Неслыханная, может быть, тема — такая, что и не знаешь, куда с ней податься, что же с ней, в конце концов, делать и как не зарыдать, — заявлена в негромком и теплом, несмотря на реалистичность, рассказе Юрия Лунина «Новая жизнь».

Есть лишь любовь и есть смерть, —

пел в одном из своих героических романсов Виктор Цой. О «заступании к смерти» как высшем проявлении жизни писал в «Бытии и времени» Хайдеггер. Вот и Лунин свой рассказ о любви — смиренной и просветленной ощущением смертности — посвящает новой жизни. Новая жизнь начинается предчувствием диагноза: рак. Ощущением рока.

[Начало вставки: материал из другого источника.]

use crate::{boxes::DetectionBox, error::GroundingError};

/// Discards boxes that enclose the center of another kept box.
///
/// A box that wholly encloses another box's center is usually an over-large,
/// imprecise detection ("microwave" around "button"). Boxes are visited from the
/// lowest to the highest confidence (stable for ties) and each one is checked
/// against every box still kept at that moment, so low-confidence enclosing boxes
/// are pruned first. Boxes already discarded are not considered.
///
/// The pixel-scaled geometry is used for the containment test.
///
/// # Returns
///
/// The surviving boxes in ascending confidence order. No survivor contains the
/// center of another survivor, so filtering the output again is a no-op.
///
/// # Errors
///
/// [`GroundingError::InvariantViolation`] if `boxes` is empty.
pub fn filter_redundant(boxes: &[DetectionBox]) -> Result<Vec<DetectionBox>, GroundingError> {
    if boxes.is_empty() {
        return Err(GroundingError::InvariantViolation(
            "containment filter requires at least one box",
        ));
    }

    let mut kept = boxes.to_vec();
    kept.sort_by(|a, b| a.confidence.total_cmp(&b.confidence));

    let mut cursor = 0;
    while cursor < kept.len() {
        let candidate = &kept[cursor].scaled;
        let encloses_other = kept
            .iter()
            .enumerate()
            .any(|(i, other)| i != cursor && candidate.contains_center_of(&other.scaled));

        if encloses_other {
            let removed = kept.remove(cursor);
            log::debug!(
                "discarding '{}' ({:.3}): encloses another box center",
                removed.phrase,
                removed.confidence
            );
        } else {
            cursor += 1;
        }
    }

    Ok(kept)
}
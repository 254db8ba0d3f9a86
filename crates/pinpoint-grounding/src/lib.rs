#![deny(missing_docs)]
//! # Pinpoint Grounding
//!
//! Locates a single target object in a photograph from a free-text description.
//!
//! An open-vocabulary detector (anything implementing [`GroundingModel`]) is run
//! twice: once on the full image to find the area of interest, and once more on a
//! crop of that area. The most specific, most confident box of the second pass is
//! returned together with the offset needed to map it back to the full image.

/// Box and region geometry.
pub mod boxes;

/// Pipeline configuration.
pub mod config;

/// Cropping of images to regions.
pub mod cropper;

/// Detector adapter turning raw model output into boxes.
pub mod detector;

/// Error types for the grounding pipeline.
pub mod error;

/// Containment filtering of redundant boxes.
pub mod filter;

/// Interface to the external open-vocabulary model.
pub mod model;

/// The two-pass refinement pipeline.
pub mod pipeline;

/// Enclosing region computation.
pub mod region;

/// Model replaying recorded detections.
pub mod replay;

/// Best box selection.
pub mod select;

/// Rendering of detections to image files.
pub mod viz;

/// Unique names for the files the pipeline writes.
mod artifacts;

pub use crate::boxes::{BoxGeometry, DetectionBox, Point2, Region};
pub use crate::config::RefineConfig;
pub use crate::detector::{detect, Detections};
pub use crate::error::GroundingError;
pub use crate::filter::filter_redundant;
pub use crate::model::{GroundingModel, PredictThresholds, RawDetection};
pub use crate::pipeline::{RefinePipeline, Refinement, Stage};
pub use crate::region::enclosing_region;
pub use crate::replay::ReplayModel;
pub use crate::select::{select, select_best, Selection};
pub use crate::viz::{NoopVisualizer, PlotVisualizer, Visualizer};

Безымянность героев рассказа характерна и современна. Но банальность (раньше это называли пошлостью) их жизни в контексте возможной скорой утраты наполняется значением. Чтобы угасить морализаторский пафос (который не есть цель Лунина: его транслирует сама найденная им фабула его, можно сказать, притчи) — писатель говорит шепотом. Трудно выбрать часть этой ткани — она стремится «затечь» в цитату чуть ли не вся (и что еще нужно говорить о стиле?). Но надо так надо, не можем же мы покинуть Лунин-град просто так, без сувенира? Пусть хоть вот это: «На душе у него стало неожиданно спокойно. Это спокойствие было вызвано не столько победой русских хоккеистов, сколько тем неожиданным равнодушием, с которым он о ней узнал. Если бы сейчас в его распоряжении была кнопка, с нажатием на которую на растерзанные сердца канадцев пролились бы мир и покой, он бы, наверное, нажал на эту кнопку. Отчего бы и не нажать?..»

«Отчего бы и не проехать?» — мог спросить я себя, приближаясь к станции имени Елены Тулушевой. Правда: список ее достижений и без меня читать радостно. Я-то еще куда здесь? Но машинист не согласен: поезда с литературных рельс взлетать не умеют, шила в мешке не утаишь. Так что едем и едем. Вот только обернусь напоследок — Лунин Юрий с поименованиями высокими лирики своей (совершенно прав Виктор Бараков) — то «Новая жизнь», а следом — «Святой день»... Лунин лирически императивен и будто обращается ко мне, давая пример «я», «всплывающего» из моря своего огорчения: «Я продолжил путь. В потоке моих переживаний, довольно пестрых, но одинаково безнадежных, я иногда отчетливо улавливал линию совсем другого, странного и ничем не оправданного чувства: что все происходящее — в целом — прекрасно». Прекрасно, что я не причислен к поколению «НС». Прекрасно, что это не отменяет во мне радостного чувства верности правде, пусть ничего она пока не перетягивает.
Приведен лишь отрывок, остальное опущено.